A limitation of the present study was that authors used an interviewer-administered questionnaire to assess knowledge, attitudes and self-care activities of the patients with diabetes; many patients commonly report that they gave up smoking. However, authors could not collect any concrete evidence against their statement due to the shortage of manpower and funds. Similar to smoking, consumption of betel nut is also a very bad habit which has a negative impact on patients with diabetes and has no nutritional value. It causes complications such as cancer, cardiovascular diseases (CVD), metabolic syndrome and many other complications. After the intervention, the consumption of betel nuts among patients was almost the same. Over 80% of the patients in the current study were of middle- to upper-middle aged, and in Bangladesh, people in the same age-group are in the habit of consuming betel nuts.
Diabetes significantly changes the relationship among patients, their bodies, and the world around them. Restrictions on eating habits make them more aware of their limitations due to diabetes. This is why the conflict between the desire to eat and the imperious need to refrain from indulging in such desire is always present in the every-day life of people with diabetes. At follow-up visits, a 25.5% increase in following the dietary advice of the diabetes educators could be observed among the study patients. However, it was a reality that despite their intention to follow the advice in all aspects of dietary management, they failed. The conflict discussed earlier might be an important element in understanding the patients’ low rates of positive practices to cope with the disease. The diabetes educators, therefore, need to make major efforts to enhance the educational level of patients with type 2 diabetes to promote compliance with recommendations regarding diet.

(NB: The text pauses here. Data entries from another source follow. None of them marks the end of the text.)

//! Lens module
//!
//! This module provides high-level "lens" abstractions that combine business logic
//! with output formatting. Lenses are designed to be reusable across different
//! interfaces; the `opacidb` binary is the main consumer.
//!
//! # Architecture
//!
//! Each lens module exports:
//! - A **Lens struct** (e.g., `OpacityLens`) - the main entry point for all operations
//! - **Args structs** - input arguments for lens methods
//! - **Output types** - row types that render as tables, PSV or JSON
//!
//! # Usage
//!
//! ```rust,ignore
//! use opacidb::database::OpacityDatabase;
//! use opacidb::lens::opacity::{MolecularNearestArgs, OpacityLens};
//! use opacidb::lens::utils::{format_rows, OutputFormat};
//!
//! let db = OpacityDatabase::open_read_only("opacities.db")?;
//! let lens = OpacityLens::new(&db);
//! let grid = lens.molecular_grid("H2O")?;
//! println!("{}", format_rows(&grid, OutputFormat::Markdown)?);
//! ```

pub mod opacity;
pub mod utils;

Since the present study was conducted only in 19 healthcare centers and was outpatients-based, the results may not be truly representative of all DM patients in Bangladesh. Another important limitation of the study was that there were no comparison groups and the pretest-posttest study design was used. Thus, further studies are needed in different settings to identify the educational needs of patients and also to identify appropriate methods to improve self-management of diabetes by incorporating a comparison group. Difficulties in motivating patients to continue and complete all activities required during the study restricted the analysis of many variables. Since the interviews were conducted by four interviewers, there might have been subjective variation in recording data too.
The results of the study demonstrated that the applied health-education messages were effective tools that implicated a significant change in patients' knowledge and attitude towards different aspects of diabetes. Moreover, monitoring blood glucose, doing physical exercise, taking foot care and quieting smoking significantly changed in the study patients, reflecting the effectiveness of the culturally oriented health-education messages to improve their self-care activities.
Based on the findings of the study, it is strongly recommend to put more emphasis on developing appropriate, local culture and ethnicity-oriented health educational messages as an effective tool to bring change in patients' self-care activities.